23 Mar Earth to McNeil: Cut Cecil some slack
That was a peculiar performance by Cape Breton Regional Municipality Mayor Cecil Clarke Friday. At a hastily called, 3:30 p.m. news conference, the mayor denounced municipal affairs bureaucrats for piling $4-5 million in new charges onto the financially strapped municipality, while rejecting his reasoned pleas for help coping with CBRM’s fiscal mess.
Since his election in the fall of 2012, Clarke has quietly led CBRM officials and citizens through a deliberate process to identify efficiencies in the municipality’s far flung operations. They pared capital spending, and made what appeared to be an honest effort to come to provincial (and federal) negotiations with clean hands. Then, just as council was headed into budget discussions, the province downloaded $4-5 million in new costs for education, housing, corrections, lower payments-in-lieu by NS Power, and an actual reduction in equalization payments.
(Under the provincial equalization formula, CBRM qualifies for the entire equalization budget, but will receive less than half of it, because program’s budget has been frozen for more than a decade.)
Clarke’s timing was impulsive.
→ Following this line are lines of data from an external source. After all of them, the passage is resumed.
// SPDX-License-Identifier: MIT
//
// Copyright (c) 2025 Alexandre Severino
//
// Permission is hereby granted, free of charge, to any person obtaining a copy
// of this software and associated documentation files (the "Software"), to deal
// in the Software without restriction, including without limitation the rights
// to use, copy, modify, merge, publish, distribute, sublicense, and/or sell
// copies of the Software, and to permit persons to whom the Software is
// furnished to do so, subject to the following conditions:
//
// The above copyright notice and this permission notice shall be included in
// all copies or substantial portions of the Software.
//
// THE SOFTWARE IS PROVIDED "AS IS", WITHOUT WARRANTY OF ANY KIND, EXPRESS OR
// IMPLIED, INCLUDING BUT NOT LIMITED TO THE WARRANTIES OF MERCHANTABILITY,
// FITNESS FOR A PARTICULAR PURPOSE AND NONINFRINGEMENT. IN NO EVENT SHALL THE
// AUTHORS OR COPYRIGHT HOLDERS BE LIABLE FOR ANY CLAIM, DAMAGES OR OTHER
// LIABILITY, WHETHER IN AN ACTION OF CONTRACT, TORT OR OTHERWISE, ARISING FROM,
// OUT OF OR IN CONNECTION WITH THE SOFTWARE OR THE USE OR OTHER DEALINGS IN THE
// SOFTWARE.

use proptest::prelude::*;
use rand::{Rng, SeedableRng, rngs::StdRng};

use seamweld::geometry::Point2;
use seamweld::mesh::basic_types::Mesh;
use seamweld::mesh_processing::stitch::StitchOpts;
use seamweld::numeric::exact_f64::ExactF64;

/// One slot per entry of `copies`: that many triangles, each with its own
/// vertices, all sharing the segment (x,0)-(x,1). Copies alternate between
/// the left and the right of the segment.
fn fan_of_sheets(copies: &[usize]) -> Mesh<ExactF64, 2> {
    let mut mesh = Mesh::new();
    for (slot, &m) in copies.iter().enumerate() {
        let x = 10.0 * slot as f64;
        for j in 0..m {
            let d = (j + 1) as f64;
            let bottom = mesh.add_vertex(Point2::from_vals([x, 0.0]));
            let top = mesh.add_vertex(Point2::from_vals([x, 1.0]));
            if j % 2 == 0 {
                let apex = mesh.add_vertex(Point2::from_vals([x - d, 0.5]));
                mesh.add_triangle(bottom, top, apex).unwrap();
            } else {
                let apex = mesh.add_vertex(Point2::from_vals([x + d, 0.5]));
                mesh.add_triangle(bottom, apex, top).unwrap();
            }
        }
    }
    mesh.build_boundary_loops();
    mesh
}

#[test]
fn test_random_multiplicities_only_stitch_unique_matches() {
    let mut rng = StdRng::seed_from_u64(0x5eed);
    for _ in 0..20 {
        let slots = rng.random_range(1..12);
        let copies: Vec<usize> = (0..slots).map(|_| rng.random_range(1..=4)).collect();
        let mut mesh = fan_of_sheets(&copies);

        let half_edges = mesh.num_half_edges();
        let faces = mesh.num_faces();
        let expected = copies.iter().filter(|&&m| m == 2).count();

        let stitched = mesh.stitch_borders(&StitchOpts::default());
        assert_eq!(stitched, expected, "copies {:?}", copies);
        assert_eq!(half_edges - mesh.num_half_edges(), 2 * stitched);
        assert_eq!(mesh.num_faces(), faces);
        assert!(mesh.validate_connectivity().is_ok());
    }
}

#[test]
fn test_random_per_component_never_stitches_sheets() {
    // Every triangle is its own component
    let mut rng = StdRng::seed_from_u64(42);
    let copies: Vec<usize> = (0..16).map(|_| rng.random_range(1..=4)).collect();
    let mut mesh = fan_of_sheets(&copies);
    assert_eq!(mesh.stitch_borders(&StitchOpts::per_component()), 0);
}

proptest! {
    #[test]
    fn prop_stitch_borders_is_idempotent(copies in prop::collection::vec(1usize..=4, 1..8)) {
        let mut mesh = fan_of_sheets(&copies);
        mesh.stitch_borders(&StitchOpts::default());
        prop_assert!(mesh.validate_connectivity().is_ok());

        let half_edges = mesh.num_half_edges();
        let vertices = mesh.num_vertices();
        prop_assert_eq!(mesh.stitch_borders(&StitchOpts::default()), 0);
        prop_assert_eq!(mesh.num_half_edges(), half_edges);
        prop_assert_eq!(mesh.num_vertices(), vertices);
    }
}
Friday afternoon is when governments make announcements they hope will slide by with little notice. His worship arrived home from a meeting with Municipal Relations officials in such high dudgeon, he refused to wait for a more effective time to communicate his outrage.
Clarke did his best to walk an improbable line between arrogant, uncaring bureaucrats on the one hand, and a kindly, well-meaning minister, who will surely do the right thing once he receives the correct information his staff has been withholding from him, on the other. It was a seasoned pol’s thinly plausible way to ream out the province, while leaving the politicians in charge room to compromise.
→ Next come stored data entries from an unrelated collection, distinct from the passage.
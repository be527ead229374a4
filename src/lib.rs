// SPDX-License-Identifier: MIT
//
// Copyright (c) 2025 Alexandre Severino
//
// Permission is hereby granted, free of charge, to any person obtaining a copy
// of this software and associated documentation files (the "Software"), to deal
// in the Software without restriction, including without limitation the rights
// to use, copy, modify, merge, publish, distribute, sublicense, and/or sell
// copies of the Software, and to permit persons to whom the Software is
// furnished to do so, subject to the following conditions:
//
// The above copyright notice and this permission notice shall be included in
// all copies or substantial portions of the Software.
//
// THE SOFTWARE IS PROVIDED "AS IS", WITHOUT WARRANTY OF ANY KIND, EXPRESS OR
// IMPLIED, INCLUDING BUT NOT LIMITED TO THE WARRANTIES OF MERCHANTABILITY,
// FITNESS FOR A PARTICULAR PURPOSE AND NONINFRINGEMENT. IN NO EVENT SHALL THE
// AUTHORS OR COPYRIGHT HOLDERS BE LIABLE FOR ANY CLAIM, DAMAGES OR OTHER
// LIABILITY, WHETHER IN AN ACTION OF CONTRACT, TORT OR OTHERWISE, ARISING FROM,
// OUT OF OR IN CONNECTION WITH THE SOFTWARE OR THE USE OR OTHER DEALINGS IN THE
// SOFTWARE.

pub mod geometry;
pub mod mesh;
pub mod mesh_processing;
pub mod numeric;

pub use mesh::basic_types::Mesh;
pub use mesh::error::MeshError;
pub use mesh_processing::stitch::{HalfEdgePair, StitchOpts};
Clarke’s credibility was undercut by his failure, earlier in the week, to raise even a mild protest against the Harper Government’s elimination of a development agency dedicated to Cape Breton. ECBC and its predecessors have pumped tens of millions a year into Cape Breton’s economy for 46 years.
A former candidate for the Harper Conservatives (who has promised not to run in the next federal election), Clarke all but cheered the closure, thereby making the feds’ adroit communications strategy that much easier. No doubt he believed himself powerless to avert the closure, and chose to keep his warm relations with the federal Conservatives intact. But to date, Clarke’s attempts to parlay his relationship with PM Stephen Harper and NS Political Minister Peter MacKay into anything useful for CBRM have failed. All this might make it easy for Furey and Premier Stephen McNeil to dismiss Clarke’s angry news conference.
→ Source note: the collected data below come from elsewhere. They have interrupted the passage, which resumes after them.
// SPDX-License-Identifier: MIT
//
// Copyright (c) 2025 Alexandre Severino
//
// Permission is hereby granted, free of charge, to any person obtaining a copy
// of this software and associated documentation files (the "Software"), to deal
// in the Software without restriction, including without limitation the rights
// to use, copy, modify, merge, publish, distribute, sublicense, and/or sell
// copies of the Software, and to permit persons to whom the Software is
// furnished to do so, subject to the following conditions:
//
// The above copyright notice and this permission notice shall be included in
// all copies or substantial portions of the Software.
//
// THE SOFTWARE IS PROVIDED "AS IS", WITHOUT WARRANTY OF ANY KIND, EXPRESS OR
// IMPLIED, INCLUDING BUT NOT LIMITED TO THE WARRANTIES OF MERCHANTABILITY,
// FITNESS FOR A PARTICULAR PURPOSE AND NONINFRINGEMENT. IN NO EVENT SHALL THE
// AUTHORS OR COPYRIGHT HOLDERS BE LIABLE FOR ANY CLAIM, DAMAGES OR OTHER
// LIABILITY, WHETHER IN AN ACTION OF CONTRACT, TORT OR OTHERWISE, ARISING FROM,
// OUT OF OR IN CONNECTION WITH THE SOFTWARE OR THE USE OR OTHER DEALINGS IN THE
// SOFTWARE.

use std::collections::{BTreeMap, hash_map::Entry};

use ahash::AHashMap;

use crate::{
    geometry::point::Point,
    impl_mesh,
    mesh::basic_types::Mesh,
    mesh_processing::stitch::{HalfEdgePair, StitchOpts},
    numeric::scalar::Scalar,
};

#[derive(Debug, Clone, Copy)]
struct Slot {
    first: usize,
    multiplicity: u32,
    pair: usize,
}

/// Border half-edges bucketed by their unordered endpoint coordinates.
///
/// A key only proves the two endpoint *sets* coincide; the direction is
/// checked again when the second half-edge arrives. A third arrival on the
/// same key makes the whole group ambiguous.
struct BorderBuckets<'m, T: Scalar, const N: usize> {
    mesh: &'m Mesh<T, N>,
    slots: AHashMap<(&'m Point<T, N>, &'m Point<T, N>), Slot>,
    pairs: Vec<HalfEdgePair>,
    safe: Vec<bool>,
}

impl<'m, T: Scalar, const N: usize> BorderBuckets<'m, T, N> {
    fn new(mesh: &'m Mesh<T, N>) -> Self {
        Self {
            mesh,
            slots: AHashMap::new(),
            pairs: Vec::new(),
            safe: Vec::new(),
        }
    }

    fn insert(&mut self, h: usize) {
        let mesh = self.mesh;
        let p = mesh.point(mesh.source(h));
        let q = mesh.point(mesh.target(h));
        let key = if p < q { (p, q) } else { (q, p) };

        match self.slots.entry(key) {
            Entry::Vacant(e) => {
                e.insert(Slot {
                    first: h,
                    multiplicity: 1,
                    pair: usize::MAX,
                });
            }
            Entry::Occupied(mut e) => {
                let slot = e.get_mut();
                slot.multiplicity += 1;
                if slot.multiplicity == 2 {
                    let first = slot.first;
                    slot.pair = self.pairs.len();
                    self.pairs.push(HalfEdgePair::new(first, h));
                    let consistent = mesh.point(mesh.source(h)) == mesh.point(mesh.target(first))
                        && mesh.point(mesh.target(h)) == mesh.point(mesh.source(first));
                    self.safe.push(consistent);
                } else {
                    self.safe[slot.pair] = false;
                }
            }
        }
    }

    /// Drains the accepted pairs into `out` and resets the buckets.
    fn flush(&mut self, out: &mut Vec<HalfEdgePair>) {
        let rejected = self.safe.iter().filter(|&&ok| !ok).count();
        if rejected > 0 {
            log::debug!(
                "collect: {} of {} candidate pairs rejected as ambiguous or misoriented",
                rejected,
                self.pairs.len()
            );
        }
        out.extend(
            self.pairs
                .drain(..)
                .zip(self.safe.drain(..))
                .filter_map(|(pair, ok)| ok.then_some(pair)),
        );
        self.slots.clear();
    }
}

impl_mesh! {
    /// Border half-edges that may take part in a stitch: their twin must
    /// carry a face, otherwise there is nothing to glue.
    fn stitch_candidates(&self) -> impl Iterator<Item = usize> + '_ {
        self.halfedges()
            .filter(move |&h| self.is_border(h) && !self.is_border(self.opposite(h)))
    }

    /// Finds border half-edge pairs whose endpoints coincide exactly, in
    /// opposite directions.
    ///
    /// A pair is only reported if its key is matched by exactly two
    /// half-edges; three or more coincident border edges are left alone.
    /// With `per_connected_component`, matching happens separately inside
    /// each component (by the face of the twin half-edge).
    pub fn collect_stitchable_pairs(&self, opts: &StitchOpts) -> Vec<HalfEdgePair> {
        let mut out = Vec::new();
        let mut buckets = BorderBuckets::new(self);

        if !opts.per_connected_component {
            for h in self.stitch_candidates() {
                buckets.insert(h);
            }
            buckets.flush(&mut out);
            log::debug!("collect: {} stitchable pairs", out.len());
            return out;
        }

        let computed;
        let labels: &[usize] = match &opts.face_components {
            Some(labels) => labels.as_slice(),
            None => {
                computed = self.face_components().0;
                computed.as_slice()
            }
        };

        let mut per_component: BTreeMap<usize, Vec<usize>> = BTreeMap::new();
        for h in self.stitch_candidates() {
            let Some(f) = self.face(self.opposite(h)) else { continue };
            let Some(&cc) = labels.get(f) else {
                log::warn!("collect: face {} has no component label, skipped", f);
                continue;
            };
            per_component.entry(cc).or_default().push(h);
        }

        for border in per_component.values() {
            for &h in border {
                buckets.insert(h);
            }
            buckets.flush(&mut out);
        }
        log::debug!(
            "collect: {} stitchable pairs over {} components",
            out.len(),
            per_component.len()
        );
        out
    }
}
They would be imprudent to do so. For 12 years—12 lost years—CBRM suffered under a mayor whose policy program consisted of a fantasy container pier and continual, childish attacks on the province. He portrayed Cape Bretoners as helpless in the face of cruel and manifestly unfair treatment at the hands of our rich Halifax cousins. It was humiliating and counterproductive.
Clarke campaigned against that style of government, and he has done everything the province could ask to put CBRM back on a constructive path to responsible government.
Do McNeil and Furey really want to create another John Morgan? No doubt Clarke could play that role. In fact, he’d be good at it—far better than the pathological Morgan. That would be a destructive outcome for the municipality and the province.
It’s time for McNeil and Furey to come to the table and negotiate a serious, concerted, cooperative effort to resolve CBRM’s budgetary crisis.